PROBLEM TO SOLVE: Among the lines below, count those with the word "StatusCode". Answer with the number only.

RECORDS SUPPLIED:

Content starts

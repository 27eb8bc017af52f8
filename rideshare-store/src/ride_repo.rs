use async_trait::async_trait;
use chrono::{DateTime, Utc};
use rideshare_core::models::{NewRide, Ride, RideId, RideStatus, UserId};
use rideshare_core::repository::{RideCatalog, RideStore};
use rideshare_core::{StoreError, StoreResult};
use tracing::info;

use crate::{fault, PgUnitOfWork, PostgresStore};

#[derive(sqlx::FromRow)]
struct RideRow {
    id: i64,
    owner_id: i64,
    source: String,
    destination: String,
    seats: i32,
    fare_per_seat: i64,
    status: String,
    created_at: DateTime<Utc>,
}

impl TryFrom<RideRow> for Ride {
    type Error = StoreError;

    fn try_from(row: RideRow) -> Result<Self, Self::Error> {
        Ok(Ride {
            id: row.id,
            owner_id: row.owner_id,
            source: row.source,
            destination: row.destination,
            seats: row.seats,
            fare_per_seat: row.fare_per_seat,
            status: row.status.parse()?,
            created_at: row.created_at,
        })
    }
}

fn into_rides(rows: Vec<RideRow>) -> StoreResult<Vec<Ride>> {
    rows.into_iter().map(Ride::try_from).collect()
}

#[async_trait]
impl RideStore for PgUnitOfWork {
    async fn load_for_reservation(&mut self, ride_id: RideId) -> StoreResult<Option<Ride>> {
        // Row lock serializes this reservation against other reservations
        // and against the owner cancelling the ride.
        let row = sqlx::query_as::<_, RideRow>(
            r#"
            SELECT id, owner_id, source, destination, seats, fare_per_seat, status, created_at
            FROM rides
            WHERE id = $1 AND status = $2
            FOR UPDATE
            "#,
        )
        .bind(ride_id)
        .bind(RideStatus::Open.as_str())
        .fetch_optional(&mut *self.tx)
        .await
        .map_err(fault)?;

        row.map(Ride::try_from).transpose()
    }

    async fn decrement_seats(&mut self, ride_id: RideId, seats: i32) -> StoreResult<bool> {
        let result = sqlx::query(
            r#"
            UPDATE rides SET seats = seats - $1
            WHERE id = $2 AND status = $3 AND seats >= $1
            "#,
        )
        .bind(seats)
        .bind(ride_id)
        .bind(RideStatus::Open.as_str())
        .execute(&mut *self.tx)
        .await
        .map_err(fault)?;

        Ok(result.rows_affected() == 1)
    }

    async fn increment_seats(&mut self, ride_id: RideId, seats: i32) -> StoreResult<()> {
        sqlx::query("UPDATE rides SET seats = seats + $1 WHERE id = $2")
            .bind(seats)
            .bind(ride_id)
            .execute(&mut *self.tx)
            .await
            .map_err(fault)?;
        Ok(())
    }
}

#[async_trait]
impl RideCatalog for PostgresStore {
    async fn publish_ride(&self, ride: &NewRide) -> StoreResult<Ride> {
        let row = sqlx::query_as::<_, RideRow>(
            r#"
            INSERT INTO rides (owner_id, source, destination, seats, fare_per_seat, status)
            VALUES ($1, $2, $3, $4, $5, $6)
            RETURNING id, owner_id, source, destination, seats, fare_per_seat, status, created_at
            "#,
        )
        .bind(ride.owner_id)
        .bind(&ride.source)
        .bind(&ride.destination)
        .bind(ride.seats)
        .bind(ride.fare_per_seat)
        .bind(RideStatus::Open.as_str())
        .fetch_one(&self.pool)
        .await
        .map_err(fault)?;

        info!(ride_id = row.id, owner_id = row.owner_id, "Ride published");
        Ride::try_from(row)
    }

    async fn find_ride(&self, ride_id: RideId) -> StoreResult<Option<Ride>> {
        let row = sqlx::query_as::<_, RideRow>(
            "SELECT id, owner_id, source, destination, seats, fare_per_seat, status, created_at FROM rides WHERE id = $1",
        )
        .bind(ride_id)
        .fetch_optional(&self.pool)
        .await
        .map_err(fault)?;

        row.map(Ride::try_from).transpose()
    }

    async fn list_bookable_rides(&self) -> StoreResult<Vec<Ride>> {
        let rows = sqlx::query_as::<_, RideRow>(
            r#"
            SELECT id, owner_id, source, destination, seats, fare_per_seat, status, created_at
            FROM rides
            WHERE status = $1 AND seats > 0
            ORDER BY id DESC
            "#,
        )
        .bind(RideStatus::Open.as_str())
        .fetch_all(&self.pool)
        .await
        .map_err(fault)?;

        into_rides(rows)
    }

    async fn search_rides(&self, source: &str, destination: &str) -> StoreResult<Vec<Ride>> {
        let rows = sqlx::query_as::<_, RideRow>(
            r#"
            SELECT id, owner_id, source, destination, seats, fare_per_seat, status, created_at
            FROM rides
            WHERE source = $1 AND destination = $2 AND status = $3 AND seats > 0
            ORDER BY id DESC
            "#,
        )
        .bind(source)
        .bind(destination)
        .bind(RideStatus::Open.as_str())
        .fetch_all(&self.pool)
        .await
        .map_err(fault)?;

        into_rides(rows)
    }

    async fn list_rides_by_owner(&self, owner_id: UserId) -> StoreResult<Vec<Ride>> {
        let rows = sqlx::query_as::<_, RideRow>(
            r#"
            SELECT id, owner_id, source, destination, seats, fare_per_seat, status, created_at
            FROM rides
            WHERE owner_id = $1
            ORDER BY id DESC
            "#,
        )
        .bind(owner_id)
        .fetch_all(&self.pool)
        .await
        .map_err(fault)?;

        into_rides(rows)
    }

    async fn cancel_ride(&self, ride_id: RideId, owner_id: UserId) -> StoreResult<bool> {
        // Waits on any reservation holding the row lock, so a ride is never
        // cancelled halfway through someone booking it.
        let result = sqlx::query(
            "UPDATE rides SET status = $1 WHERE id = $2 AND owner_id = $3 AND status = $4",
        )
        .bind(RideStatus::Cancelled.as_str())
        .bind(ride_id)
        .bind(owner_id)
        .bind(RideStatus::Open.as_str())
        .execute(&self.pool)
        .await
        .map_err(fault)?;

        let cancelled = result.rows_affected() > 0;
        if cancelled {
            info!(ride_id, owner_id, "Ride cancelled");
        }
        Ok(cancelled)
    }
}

Content ends
Content starts

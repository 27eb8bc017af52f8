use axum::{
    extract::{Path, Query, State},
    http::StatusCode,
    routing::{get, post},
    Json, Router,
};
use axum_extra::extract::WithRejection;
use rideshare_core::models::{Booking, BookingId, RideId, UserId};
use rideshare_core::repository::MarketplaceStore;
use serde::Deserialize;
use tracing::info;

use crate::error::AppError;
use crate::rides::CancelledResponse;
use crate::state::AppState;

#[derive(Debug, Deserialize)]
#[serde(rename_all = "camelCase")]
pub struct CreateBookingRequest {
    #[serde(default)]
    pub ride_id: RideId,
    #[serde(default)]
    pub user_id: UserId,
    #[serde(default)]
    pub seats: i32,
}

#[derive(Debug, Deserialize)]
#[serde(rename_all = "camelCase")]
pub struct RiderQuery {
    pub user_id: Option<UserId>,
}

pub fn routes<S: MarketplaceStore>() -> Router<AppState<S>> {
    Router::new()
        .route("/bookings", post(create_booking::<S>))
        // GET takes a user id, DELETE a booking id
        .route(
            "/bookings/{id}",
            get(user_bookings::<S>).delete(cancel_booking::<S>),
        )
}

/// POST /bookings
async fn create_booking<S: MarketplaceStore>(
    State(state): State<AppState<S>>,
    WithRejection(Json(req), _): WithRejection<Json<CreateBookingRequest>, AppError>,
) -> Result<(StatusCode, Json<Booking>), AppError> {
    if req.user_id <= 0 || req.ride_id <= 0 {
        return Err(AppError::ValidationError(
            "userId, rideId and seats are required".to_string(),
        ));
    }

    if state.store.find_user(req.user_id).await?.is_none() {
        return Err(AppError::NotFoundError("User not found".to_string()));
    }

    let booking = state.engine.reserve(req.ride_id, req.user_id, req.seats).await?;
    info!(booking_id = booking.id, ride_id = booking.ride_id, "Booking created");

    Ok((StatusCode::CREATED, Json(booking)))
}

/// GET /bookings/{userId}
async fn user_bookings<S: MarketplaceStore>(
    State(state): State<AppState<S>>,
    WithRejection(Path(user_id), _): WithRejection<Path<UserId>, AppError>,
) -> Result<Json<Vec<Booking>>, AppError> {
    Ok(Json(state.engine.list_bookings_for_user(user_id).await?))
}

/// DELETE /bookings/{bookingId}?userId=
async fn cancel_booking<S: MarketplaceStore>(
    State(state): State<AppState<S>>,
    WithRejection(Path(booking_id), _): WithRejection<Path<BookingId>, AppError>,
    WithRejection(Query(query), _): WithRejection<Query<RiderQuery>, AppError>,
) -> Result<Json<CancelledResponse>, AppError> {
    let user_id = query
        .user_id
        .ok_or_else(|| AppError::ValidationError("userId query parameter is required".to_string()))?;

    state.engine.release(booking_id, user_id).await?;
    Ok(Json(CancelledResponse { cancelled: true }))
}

Content ends

RESULT: 3